## [Aim of the exercise]
Pick out and copy every line below that has the word "failed".

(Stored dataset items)
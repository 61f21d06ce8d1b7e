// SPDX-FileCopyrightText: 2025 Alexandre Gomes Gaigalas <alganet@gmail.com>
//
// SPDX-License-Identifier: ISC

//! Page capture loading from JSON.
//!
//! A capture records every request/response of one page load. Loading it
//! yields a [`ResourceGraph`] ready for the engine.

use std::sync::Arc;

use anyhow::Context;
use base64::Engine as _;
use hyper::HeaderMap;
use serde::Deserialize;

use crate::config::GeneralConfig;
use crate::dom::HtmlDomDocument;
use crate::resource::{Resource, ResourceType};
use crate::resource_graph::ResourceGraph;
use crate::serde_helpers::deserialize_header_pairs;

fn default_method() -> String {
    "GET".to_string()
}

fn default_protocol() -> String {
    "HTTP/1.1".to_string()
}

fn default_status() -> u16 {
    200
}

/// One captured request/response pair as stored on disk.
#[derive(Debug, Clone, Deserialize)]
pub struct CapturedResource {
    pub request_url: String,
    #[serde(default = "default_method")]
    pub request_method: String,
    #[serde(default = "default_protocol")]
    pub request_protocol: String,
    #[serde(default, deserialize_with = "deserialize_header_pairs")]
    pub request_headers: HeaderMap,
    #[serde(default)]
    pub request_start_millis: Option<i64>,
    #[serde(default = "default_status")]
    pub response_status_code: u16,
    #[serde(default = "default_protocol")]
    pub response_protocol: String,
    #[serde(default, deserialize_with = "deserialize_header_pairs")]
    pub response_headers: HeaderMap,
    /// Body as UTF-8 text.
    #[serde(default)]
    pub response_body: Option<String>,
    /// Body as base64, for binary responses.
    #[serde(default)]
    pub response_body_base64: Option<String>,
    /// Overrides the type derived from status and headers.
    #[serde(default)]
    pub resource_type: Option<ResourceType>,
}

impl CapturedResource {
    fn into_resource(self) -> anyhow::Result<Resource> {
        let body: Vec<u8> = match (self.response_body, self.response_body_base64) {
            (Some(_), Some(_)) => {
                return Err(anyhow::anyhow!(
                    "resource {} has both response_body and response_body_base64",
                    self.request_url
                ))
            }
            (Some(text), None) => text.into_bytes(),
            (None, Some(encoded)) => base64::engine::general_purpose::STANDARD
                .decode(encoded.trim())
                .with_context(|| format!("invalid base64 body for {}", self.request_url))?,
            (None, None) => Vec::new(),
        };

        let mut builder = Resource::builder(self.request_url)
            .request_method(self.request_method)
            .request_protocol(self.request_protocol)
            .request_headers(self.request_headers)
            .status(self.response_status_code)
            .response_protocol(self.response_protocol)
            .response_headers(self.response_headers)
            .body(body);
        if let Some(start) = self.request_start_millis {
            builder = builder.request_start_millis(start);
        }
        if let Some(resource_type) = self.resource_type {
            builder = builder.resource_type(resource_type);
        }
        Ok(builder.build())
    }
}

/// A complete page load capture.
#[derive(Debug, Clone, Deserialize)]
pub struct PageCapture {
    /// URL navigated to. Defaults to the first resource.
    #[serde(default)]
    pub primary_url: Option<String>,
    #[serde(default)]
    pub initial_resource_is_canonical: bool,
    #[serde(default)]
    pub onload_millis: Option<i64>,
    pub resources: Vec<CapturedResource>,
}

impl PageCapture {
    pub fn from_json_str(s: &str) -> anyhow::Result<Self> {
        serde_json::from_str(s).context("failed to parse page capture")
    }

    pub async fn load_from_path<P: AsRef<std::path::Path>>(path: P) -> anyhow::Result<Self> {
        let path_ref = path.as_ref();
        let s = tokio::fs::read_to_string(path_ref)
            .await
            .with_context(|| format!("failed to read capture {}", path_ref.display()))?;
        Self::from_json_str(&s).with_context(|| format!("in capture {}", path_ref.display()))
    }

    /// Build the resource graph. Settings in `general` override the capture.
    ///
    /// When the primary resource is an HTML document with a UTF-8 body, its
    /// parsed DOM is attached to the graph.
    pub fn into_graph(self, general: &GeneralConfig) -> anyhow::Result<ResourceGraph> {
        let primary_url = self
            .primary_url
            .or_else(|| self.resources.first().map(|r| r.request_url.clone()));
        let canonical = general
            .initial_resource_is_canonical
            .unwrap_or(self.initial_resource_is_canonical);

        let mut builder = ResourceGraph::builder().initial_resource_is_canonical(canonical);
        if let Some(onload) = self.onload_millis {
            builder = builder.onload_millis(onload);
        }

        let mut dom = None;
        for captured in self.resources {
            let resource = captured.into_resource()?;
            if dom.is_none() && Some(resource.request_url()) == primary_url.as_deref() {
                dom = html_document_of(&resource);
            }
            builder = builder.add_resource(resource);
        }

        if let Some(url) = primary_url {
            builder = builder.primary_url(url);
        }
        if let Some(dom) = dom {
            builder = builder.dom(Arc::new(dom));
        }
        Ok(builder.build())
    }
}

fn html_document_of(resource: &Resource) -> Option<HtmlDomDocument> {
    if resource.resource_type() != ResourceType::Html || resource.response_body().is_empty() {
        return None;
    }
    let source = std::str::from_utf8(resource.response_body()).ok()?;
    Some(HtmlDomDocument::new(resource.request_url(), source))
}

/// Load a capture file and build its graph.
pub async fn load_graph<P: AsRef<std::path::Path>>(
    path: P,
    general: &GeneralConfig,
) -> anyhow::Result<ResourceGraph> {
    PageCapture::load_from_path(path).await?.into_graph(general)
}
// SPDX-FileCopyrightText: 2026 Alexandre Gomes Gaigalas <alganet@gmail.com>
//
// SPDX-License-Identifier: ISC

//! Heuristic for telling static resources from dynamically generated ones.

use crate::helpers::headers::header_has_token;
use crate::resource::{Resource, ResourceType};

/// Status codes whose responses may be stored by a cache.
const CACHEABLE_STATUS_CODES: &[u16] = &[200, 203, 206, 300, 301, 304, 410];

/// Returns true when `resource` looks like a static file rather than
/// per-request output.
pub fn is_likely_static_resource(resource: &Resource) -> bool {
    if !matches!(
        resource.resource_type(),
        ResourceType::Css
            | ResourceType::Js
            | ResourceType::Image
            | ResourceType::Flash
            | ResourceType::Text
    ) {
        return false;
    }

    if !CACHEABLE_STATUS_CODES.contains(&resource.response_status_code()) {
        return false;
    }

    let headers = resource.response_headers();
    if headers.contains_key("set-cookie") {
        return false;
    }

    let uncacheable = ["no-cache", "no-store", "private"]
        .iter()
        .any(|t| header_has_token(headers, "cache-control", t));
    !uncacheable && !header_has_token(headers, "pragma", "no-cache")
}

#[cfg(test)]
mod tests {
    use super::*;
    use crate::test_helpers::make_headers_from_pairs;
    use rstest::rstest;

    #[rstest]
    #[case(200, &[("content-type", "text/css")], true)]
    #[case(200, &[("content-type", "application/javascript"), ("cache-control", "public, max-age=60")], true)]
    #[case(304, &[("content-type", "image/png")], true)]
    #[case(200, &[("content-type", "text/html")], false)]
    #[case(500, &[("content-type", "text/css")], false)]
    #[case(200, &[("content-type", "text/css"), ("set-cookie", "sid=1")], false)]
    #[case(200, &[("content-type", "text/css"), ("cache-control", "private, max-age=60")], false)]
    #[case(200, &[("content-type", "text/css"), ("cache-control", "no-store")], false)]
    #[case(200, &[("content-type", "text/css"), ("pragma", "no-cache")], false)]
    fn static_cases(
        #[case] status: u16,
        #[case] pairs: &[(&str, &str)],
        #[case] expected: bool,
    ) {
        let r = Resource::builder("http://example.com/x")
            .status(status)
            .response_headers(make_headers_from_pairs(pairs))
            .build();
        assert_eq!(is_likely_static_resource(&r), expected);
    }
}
--
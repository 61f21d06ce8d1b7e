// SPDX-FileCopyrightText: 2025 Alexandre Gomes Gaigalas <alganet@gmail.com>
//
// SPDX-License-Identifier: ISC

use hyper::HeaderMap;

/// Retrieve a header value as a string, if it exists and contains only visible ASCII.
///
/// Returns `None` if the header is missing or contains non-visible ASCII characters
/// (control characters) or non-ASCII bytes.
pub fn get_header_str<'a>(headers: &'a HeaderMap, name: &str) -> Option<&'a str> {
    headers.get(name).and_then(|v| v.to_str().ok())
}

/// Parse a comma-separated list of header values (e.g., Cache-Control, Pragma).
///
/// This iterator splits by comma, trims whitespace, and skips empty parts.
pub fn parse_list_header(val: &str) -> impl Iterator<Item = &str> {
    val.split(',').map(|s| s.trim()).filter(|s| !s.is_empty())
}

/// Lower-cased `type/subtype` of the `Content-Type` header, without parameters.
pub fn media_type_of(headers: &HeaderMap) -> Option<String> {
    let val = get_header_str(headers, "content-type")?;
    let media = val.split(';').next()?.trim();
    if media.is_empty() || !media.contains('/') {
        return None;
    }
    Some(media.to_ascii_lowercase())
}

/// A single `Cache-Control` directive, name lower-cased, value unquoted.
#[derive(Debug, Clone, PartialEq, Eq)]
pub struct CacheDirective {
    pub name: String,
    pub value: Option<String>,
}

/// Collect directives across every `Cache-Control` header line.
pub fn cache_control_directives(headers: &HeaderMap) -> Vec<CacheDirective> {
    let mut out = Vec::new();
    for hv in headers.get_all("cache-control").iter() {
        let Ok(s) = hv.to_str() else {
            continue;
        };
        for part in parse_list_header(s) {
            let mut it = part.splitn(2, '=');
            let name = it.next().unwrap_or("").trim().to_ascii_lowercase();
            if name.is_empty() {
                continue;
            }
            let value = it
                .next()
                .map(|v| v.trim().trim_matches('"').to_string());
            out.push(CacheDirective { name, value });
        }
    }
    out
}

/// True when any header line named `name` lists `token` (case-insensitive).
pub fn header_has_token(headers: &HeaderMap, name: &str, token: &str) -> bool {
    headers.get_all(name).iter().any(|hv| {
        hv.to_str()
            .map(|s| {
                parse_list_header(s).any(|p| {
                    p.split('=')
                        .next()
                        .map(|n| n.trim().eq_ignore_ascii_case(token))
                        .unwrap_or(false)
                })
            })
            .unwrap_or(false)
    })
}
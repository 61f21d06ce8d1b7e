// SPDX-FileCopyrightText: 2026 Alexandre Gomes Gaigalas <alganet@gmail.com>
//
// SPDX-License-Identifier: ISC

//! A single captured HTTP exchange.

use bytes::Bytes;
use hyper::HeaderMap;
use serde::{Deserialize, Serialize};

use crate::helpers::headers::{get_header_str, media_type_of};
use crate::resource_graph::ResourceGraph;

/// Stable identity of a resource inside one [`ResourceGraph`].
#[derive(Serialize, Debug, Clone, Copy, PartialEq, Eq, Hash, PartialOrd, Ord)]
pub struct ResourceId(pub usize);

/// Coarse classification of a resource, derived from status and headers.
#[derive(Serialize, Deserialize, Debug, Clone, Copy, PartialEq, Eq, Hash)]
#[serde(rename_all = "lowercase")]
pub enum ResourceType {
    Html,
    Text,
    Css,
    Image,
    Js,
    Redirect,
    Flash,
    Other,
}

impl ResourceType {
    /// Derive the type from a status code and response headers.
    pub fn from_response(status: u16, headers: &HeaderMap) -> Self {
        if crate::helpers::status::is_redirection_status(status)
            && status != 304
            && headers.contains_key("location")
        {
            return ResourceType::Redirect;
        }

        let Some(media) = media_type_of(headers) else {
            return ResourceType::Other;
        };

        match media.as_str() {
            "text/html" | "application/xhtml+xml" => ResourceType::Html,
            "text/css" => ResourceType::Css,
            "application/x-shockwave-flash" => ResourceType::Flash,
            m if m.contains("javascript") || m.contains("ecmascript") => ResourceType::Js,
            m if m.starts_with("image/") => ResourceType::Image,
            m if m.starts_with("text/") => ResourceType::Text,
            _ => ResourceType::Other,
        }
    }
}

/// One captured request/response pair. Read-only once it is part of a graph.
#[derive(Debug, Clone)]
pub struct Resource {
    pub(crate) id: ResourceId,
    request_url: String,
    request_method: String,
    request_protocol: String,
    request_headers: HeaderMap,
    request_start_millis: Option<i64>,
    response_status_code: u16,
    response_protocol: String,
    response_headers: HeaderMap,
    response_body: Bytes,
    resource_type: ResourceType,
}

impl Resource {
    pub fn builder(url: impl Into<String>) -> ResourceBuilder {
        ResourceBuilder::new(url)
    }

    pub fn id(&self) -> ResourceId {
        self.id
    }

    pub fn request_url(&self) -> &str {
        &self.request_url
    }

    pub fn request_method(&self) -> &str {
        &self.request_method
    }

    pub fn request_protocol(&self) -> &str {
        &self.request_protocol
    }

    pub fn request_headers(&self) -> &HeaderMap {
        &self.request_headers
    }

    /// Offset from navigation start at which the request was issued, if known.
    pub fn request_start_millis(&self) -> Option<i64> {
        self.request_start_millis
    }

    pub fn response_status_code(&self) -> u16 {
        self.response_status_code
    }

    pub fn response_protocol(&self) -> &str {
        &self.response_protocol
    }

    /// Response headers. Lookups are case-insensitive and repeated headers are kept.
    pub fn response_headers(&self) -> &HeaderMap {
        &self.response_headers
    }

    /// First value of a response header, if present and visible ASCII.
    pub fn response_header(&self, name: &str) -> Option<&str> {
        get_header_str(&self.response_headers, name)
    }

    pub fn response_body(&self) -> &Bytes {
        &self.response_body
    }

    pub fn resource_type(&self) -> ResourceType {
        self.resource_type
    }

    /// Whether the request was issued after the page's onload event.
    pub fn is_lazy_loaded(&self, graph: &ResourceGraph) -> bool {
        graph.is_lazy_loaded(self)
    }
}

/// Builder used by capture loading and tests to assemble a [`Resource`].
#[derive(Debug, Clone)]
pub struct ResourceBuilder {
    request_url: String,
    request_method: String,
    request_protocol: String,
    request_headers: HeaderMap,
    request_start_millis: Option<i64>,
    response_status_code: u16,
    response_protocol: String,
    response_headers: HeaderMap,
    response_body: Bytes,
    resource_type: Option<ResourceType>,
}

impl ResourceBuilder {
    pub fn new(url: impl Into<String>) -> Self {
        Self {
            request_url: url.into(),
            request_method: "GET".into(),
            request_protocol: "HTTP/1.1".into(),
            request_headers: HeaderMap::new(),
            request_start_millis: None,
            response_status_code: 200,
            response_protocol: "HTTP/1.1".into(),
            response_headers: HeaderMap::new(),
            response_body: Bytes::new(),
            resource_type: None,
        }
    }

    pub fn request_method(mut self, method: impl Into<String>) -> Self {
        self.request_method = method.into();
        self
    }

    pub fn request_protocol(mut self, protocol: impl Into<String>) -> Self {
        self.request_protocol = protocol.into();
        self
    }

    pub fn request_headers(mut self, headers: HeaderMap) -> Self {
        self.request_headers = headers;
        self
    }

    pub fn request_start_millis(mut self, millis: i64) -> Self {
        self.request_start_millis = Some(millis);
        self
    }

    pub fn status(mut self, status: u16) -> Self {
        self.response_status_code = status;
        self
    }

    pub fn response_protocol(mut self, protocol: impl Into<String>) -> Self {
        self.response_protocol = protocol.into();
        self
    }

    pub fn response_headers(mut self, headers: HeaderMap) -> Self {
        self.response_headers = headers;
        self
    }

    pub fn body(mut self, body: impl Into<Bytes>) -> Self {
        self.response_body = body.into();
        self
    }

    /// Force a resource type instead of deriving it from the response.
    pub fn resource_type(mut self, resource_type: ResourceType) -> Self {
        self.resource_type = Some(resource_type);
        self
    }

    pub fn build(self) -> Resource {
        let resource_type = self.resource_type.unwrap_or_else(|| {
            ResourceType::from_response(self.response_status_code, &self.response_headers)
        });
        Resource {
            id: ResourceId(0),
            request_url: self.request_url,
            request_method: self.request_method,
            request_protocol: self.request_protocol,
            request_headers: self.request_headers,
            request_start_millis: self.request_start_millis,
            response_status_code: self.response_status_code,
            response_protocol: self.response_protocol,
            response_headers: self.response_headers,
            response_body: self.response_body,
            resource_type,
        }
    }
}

## [Response box]
        serde_json::from_str(s).context("failed to parse page capture")
            .with_context(|| format!("failed to read capture {}", path_ref.display()))?;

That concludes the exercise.